Print word for word the records from the line containing "SYSTEM_PARAMS.get_or_init(SystemParams::from_env)" through the end.

Extracted material:
>>>>>

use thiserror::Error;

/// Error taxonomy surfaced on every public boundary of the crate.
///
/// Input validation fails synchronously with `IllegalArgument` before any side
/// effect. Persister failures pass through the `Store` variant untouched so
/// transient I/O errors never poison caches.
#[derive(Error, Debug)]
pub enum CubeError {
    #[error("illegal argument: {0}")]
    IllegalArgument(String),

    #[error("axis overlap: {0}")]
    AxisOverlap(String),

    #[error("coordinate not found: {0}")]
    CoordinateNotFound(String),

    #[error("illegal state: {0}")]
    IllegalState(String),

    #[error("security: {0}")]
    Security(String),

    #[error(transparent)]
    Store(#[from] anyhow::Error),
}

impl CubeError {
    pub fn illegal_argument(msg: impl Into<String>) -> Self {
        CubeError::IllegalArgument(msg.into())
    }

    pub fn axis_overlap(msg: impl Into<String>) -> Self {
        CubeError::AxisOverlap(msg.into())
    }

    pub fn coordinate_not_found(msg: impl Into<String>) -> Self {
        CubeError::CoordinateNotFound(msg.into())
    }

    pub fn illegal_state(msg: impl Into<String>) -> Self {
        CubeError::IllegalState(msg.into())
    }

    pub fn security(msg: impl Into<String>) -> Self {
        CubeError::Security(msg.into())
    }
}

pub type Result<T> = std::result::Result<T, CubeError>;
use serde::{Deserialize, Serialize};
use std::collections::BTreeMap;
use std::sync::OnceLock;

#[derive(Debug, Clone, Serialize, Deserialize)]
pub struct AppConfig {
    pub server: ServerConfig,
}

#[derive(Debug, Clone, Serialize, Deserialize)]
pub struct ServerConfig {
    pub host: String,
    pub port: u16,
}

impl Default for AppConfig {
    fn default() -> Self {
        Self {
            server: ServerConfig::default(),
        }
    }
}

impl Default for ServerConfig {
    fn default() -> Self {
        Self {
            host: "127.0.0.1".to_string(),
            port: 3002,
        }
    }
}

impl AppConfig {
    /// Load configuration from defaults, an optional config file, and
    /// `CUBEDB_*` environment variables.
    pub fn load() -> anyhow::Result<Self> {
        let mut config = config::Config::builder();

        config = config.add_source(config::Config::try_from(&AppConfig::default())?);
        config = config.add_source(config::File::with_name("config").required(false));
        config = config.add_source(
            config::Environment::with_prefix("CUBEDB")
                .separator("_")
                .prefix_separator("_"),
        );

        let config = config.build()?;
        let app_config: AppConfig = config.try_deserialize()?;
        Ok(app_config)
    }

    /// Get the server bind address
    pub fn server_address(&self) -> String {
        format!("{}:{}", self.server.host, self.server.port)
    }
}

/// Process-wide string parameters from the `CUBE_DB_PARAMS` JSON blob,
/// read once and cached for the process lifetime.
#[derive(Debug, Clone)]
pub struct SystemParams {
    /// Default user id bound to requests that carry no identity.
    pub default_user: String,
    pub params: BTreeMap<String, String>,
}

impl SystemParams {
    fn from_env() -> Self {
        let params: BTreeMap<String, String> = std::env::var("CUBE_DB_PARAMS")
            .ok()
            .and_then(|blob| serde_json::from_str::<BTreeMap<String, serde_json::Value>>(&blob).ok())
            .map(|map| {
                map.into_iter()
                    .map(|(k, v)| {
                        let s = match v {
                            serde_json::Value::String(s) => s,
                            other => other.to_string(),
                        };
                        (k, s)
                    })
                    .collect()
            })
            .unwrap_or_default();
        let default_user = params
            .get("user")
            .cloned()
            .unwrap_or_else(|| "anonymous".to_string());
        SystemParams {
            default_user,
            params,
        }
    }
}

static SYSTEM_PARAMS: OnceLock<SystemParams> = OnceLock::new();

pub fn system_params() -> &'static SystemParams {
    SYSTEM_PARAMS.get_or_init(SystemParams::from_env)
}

<<<<<

Response:
    SYSTEM_PARAMS.get_or_init(SystemParams::from_env)
}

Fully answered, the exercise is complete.